= Tadhg na Mainistreach Mac Carthaigh Mór =

Tadhg na Mainistreach Mac Carthaigh Mór reigned as King of Desmond from 1390/2 to his death in 1428. He was the son of the previous king Domhnall Óg Mac Carthaigh Mór (r. 1359–1390/2). According to the Annals of Inisfallen Tadhg Mac Carthaigh had the reputation as the greatest wine-drinker in Ireland when he died, but was still "a son worthy of his father". He was married to one Sebán, a daughter of "Garret the earl". This is likely a form of 'Siobhán' which translates as 'Joan,' so Sebán is probably a reference to Joan, a daughter of Gerald FitzGerald, 3rd Earl of Desmond.

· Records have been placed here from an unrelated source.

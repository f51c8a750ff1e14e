//! Configuration module
//!
//! Settings are read from a TOML file, then overridden by environment
//! variables, then by command line flags.

use crate::cache::CacheConfig;
use serde::{Deserialize, Serialize};
use std::fs;
use std::path::{Path, PathBuf};
use std::time::Duration;

/// Valid transport modes
pub const TRANSPORT_MODES: [&str; 3] = ["stdio", "http", "sse"];

/// Valid log levels
pub const LOG_LEVELS: [&str; 5] = ["trace", "debug", "info", "warn", "error"];

/// Application configuration
#[derive(Debug, Clone, Default, Deserialize, Serialize)]
#[serde(default)]
pub struct AppConfig {
    /// Server configuration
    pub server: ServerSection,

    /// Go toolchain configuration
    pub toolchain: ToolchainConfig,

    /// Cache configuration
    pub cache: CacheConfig,

    /// Logging configuration
    pub logging: LoggingConfig,
}

/// Server configuration
#[derive(Debug, Clone, Deserialize, Serialize)]
#[serde(default)]
pub struct ServerSection {
    /// Server name
    pub name: String,

    /// Server version
    pub version: String,

    /// Server description
    pub description: Option<String>,

    /// Host address for HTTP transports
    pub host: String,

    /// Port for HTTP transports
    pub port: u16,

    /// Transport mode
    pub transport_mode: String,
}

/// Go toolchain configuration
#[derive(Debug, Clone, Deserialize, Serialize)]
#[serde(default)]
pub struct ToolchainConfig {
    /// Directory every query runs in, required to serve
    pub workdir: Option<PathBuf>,

    /// Go binary name or path
    pub go_binary: String,

    /// Exported to spawned commands as `GOPATH`
    pub gopath: Option<String>,

    /// Exported to spawned commands as `GOMODCACHE`
    pub gomodcache: Option<String>,

    /// Deadline for a single command in seconds, 0 disables it
    pub command_timeout_secs: u64,
}

impl ToolchainConfig {
    /// Deadline for a single command, `None` when disabled
    #[must_use]
    pub fn command_timeout(&self) -> Option<Duration> {
        (self.command_timeout_secs > 0).then(|| Duration::from_secs(self.command_timeout_secs))
    }
}

/// Logging configuration
#[derive(Debug, Clone, Deserialize, Serialize)]
#[serde(default)]
pub struct LoggingConfig {
    /// Log level
    pub level: String,

    /// Log file path
    pub file_path: Option<String>,

    /// Enable console logging (stderr)
    pub enable_console: bool,

    /// Enable file logging
    pub enable_file: bool,
}

impl Default for ServerSection {
    fn default() -> Self {
        Self {
            name: crate::NAME.to_string(),
            version: crate::VERSION.to_string(),
            description: Some("Go documentation and package listing for MCP clients".to_string()),
            host: "127.0.0.1".to_string(),
            port: 8080,
            transport_mode: "stdio".to_string(),
        }
    }
}

impl Default for ToolchainConfig {
    fn default() -> Self {
        Self {
            workdir: None,
            go_binary: "go".to_string(),
            gopath: None,
            gomodcache: None,
            command_timeout_secs: 120,
        }
    }
}

impl Default for LoggingConfig {
    fn default() -> Self {
        Self {
            level: "info".to_string(),
            file_path: Some("./logs/go-docs.log".to_string()),
            enable_console: true,
            enable_file: false,
        }
    }
}

impl AppConfig {
    /// Load configuration from a file
    ///
    /// # Errors
    ///
    /// Returns an error if the file cannot be read, parsed or validated
    pub fn from_file<P: AsRef<Path>>(path: P) -> Result<Self, crate::error::Error> {
        let content = fs::read_to_string(path)
            .map_err(|e| crate::error::Error::Config(format!("failed to read config file: {e}")))?;

        let config: Self = toml::from_str(&content)
            .map_err(|e| crate::error::Error::Config(format!("failed to parse config file: {e}")))?;

        config.validate()?;
        Ok(config)
    }

    /// Save configuration to a file
    ///
    /// # Errors
    ///
    /// Returns an error if serialization, directory creation or writing fails
    pub fn save_to_file<P: AsRef<Path>>(&self, path: P) -> Result<(), crate::error::Error> {
        let content = toml::to_string_pretty(self)
            .map_err(|e| crate::error::Error::Config(format!("failed to serialize config: {e}")))?;

        if let Some(parent) = path.as_ref().parent() {
            fs::create_dir_all(parent)
                .map_err(|e| crate::error::Error::Config(format!("failed to create directory: {e}")))?;
        }

        fs::write(path, content)
            .map_err(|e| crate::error::Error::Config(format!("failed to write config file: {e}")))?;

        Ok(())
    }

    /// Validate configuration
    ///
    /// The working directory is not checked here; see [`AppConfig::require_workdir`].
    ///
    /// # Errors
    ///
    /// Returns an error if any value is out of range
    pub fn validate(&self) -> Result<(), crate::error::Error> {
        if self.server.host.is_empty() {
            return Err(crate::error::Error::Config("server host cannot be empty".to_string()));
        }

        if self.server.port == 0 {
            return Err(crate::error::Error::Config("server port cannot be 0".to_string()));
        }

        if !TRANSPORT_MODES.contains(&self.server.transport_mode.as_str()) {
            return Err(crate::error::Error::Config(format!(
                "invalid transport mode: {}, valid values: {:?}",
                self.server.transport_mode, TRANSPORT_MODES
            )));
        }

        if !LOG_LEVELS.contains(&self.logging.level.as_str()) {
            return Err(crate::error::Error::Config(format!(
                "invalid log level: {}, valid values: {:?}",
                self.logging.level, LOG_LEVELS
            )));
        }

        if self.toolchain.go_binary.is_empty() {
            return Err(crate::error::Error::Config("go binary cannot be empty".to_string()));
        }

        if self.cache.cache_type != "memory" {
            return Err(crate::error::Error::Config(format!(
                "unsupported cache type: {}",
                self.cache.cache_type
            )));
        }

        if self.cache.memory_size == Some(0) {
            return Err(crate::error::Error::Config("cache memory size cannot be 0".to_string()));
        }

        Ok(())
    }

    /// Return the configured working directory
    ///
    /// # Errors
    ///
    /// Returns an error if no working directory is set or it is not a directory
    pub fn require_workdir(&self) -> Result<&Path, crate::error::Error> {
        let workdir = self
            .toolchain
            .workdir
            .as_deref()
            .filter(|dir| !dir.as_os_str().is_empty())
            .ok_or_else(|| {
                crate::error::Error::Config(
                    "a working directory is required (set WORKDIR, GO_DOCS_WORKDIR or --workdir)"
                        .to_string(),
                )
            })?;

        if !workdir.is_dir() {
            return Err(crate::error::Error::Config(format!(
                "working directory does not exist: {}",
                workdir.display()
            )));
        }

        Ok(workdir)
    }

    /// Apply environment variable overrides
    ///
    /// # Errors
    ///
    /// Returns an error if a variable has an invalid format
    pub fn apply_env(&mut self) -> Result<(), crate::error::Error> {
        if let Some(workdir) = env_var("GO_DOCS_WORKDIR").or_else(|| env_var("WORKDIR")) {
            self.toolchain.workdir = Some(PathBuf::from(workdir));
        }

        if let Some(gopath) = env_var("GOPATH") {
            self.toolchain.gopath = Some(gopath);
        }

        if let Some(gomodcache) = env_var("GOMODCACHE") {
            self.toolchain.gomodcache = Some(gomodcache);
        }

        if let Some(binary) = env_var("GO_DOCS_GO_BINARY") {
            self.toolchain.go_binary = binary;
        }

        if let Some(host) = env_var("GO_DOCS_HOST") {
            self.server.host = host;
        }

        if let Some(port) = env_var("GO_DOCS_PORT") {
            self.server.port = port
                .parse()
                .map_err(|e| crate::error::Error::Config(format!("invalid port: {e}")))?;
        }

        if let Some(mode) = env_var("GO_DOCS_TRANSPORT_MODE") {
            self.server.transport_mode = mode;
        }

        if let Some(level) = env_var("GO_DOCS_LOG_LEVEL") {
            self.logging.level = level;
        }

        Ok(())
    }

    /// Load configuration from defaults and environment variables
    ///
    /// # Errors
    ///
    /// Returns an error if a variable has an invalid format or validation fails
    pub fn from_env() -> Result<Self, crate::error::Error> {
        let mut config = Self::default();
        config.apply_env()?;
        config.validate()?;
        Ok(config)
    }
}

fn env_var(key: &str) -> Option<String> {
    std::env::var(key).ok().filter(|value| !value.is_empty())
}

Mac Carthaigh was among those Irish kings and princes to submit to Richard II of England in his progress of 1394, after which the title King of Desmond was rarely used by later members of the dynasty, the title of Mac Carthaigh Mór (Prince of Desmond) becoming the preferred.

After dying in Ballycarbery Castle, Tadhg was buried in the monastery there, while his wife Sebán died in Caislén Mac nAeducáin and was buried at Tralee. He was succeeded by his son Domhnall an Duna Mac Carthaigh Mór, but in recent times his younger son Cormac of Dunguile has frequently been mentioned as the ancestor of the Sliocht Cormaic of Dunguile, the senior or today perhaps only surviving sept of the MacCarthy Mór dynasty.

His epithet "na Mainistreach" means "of the monastery."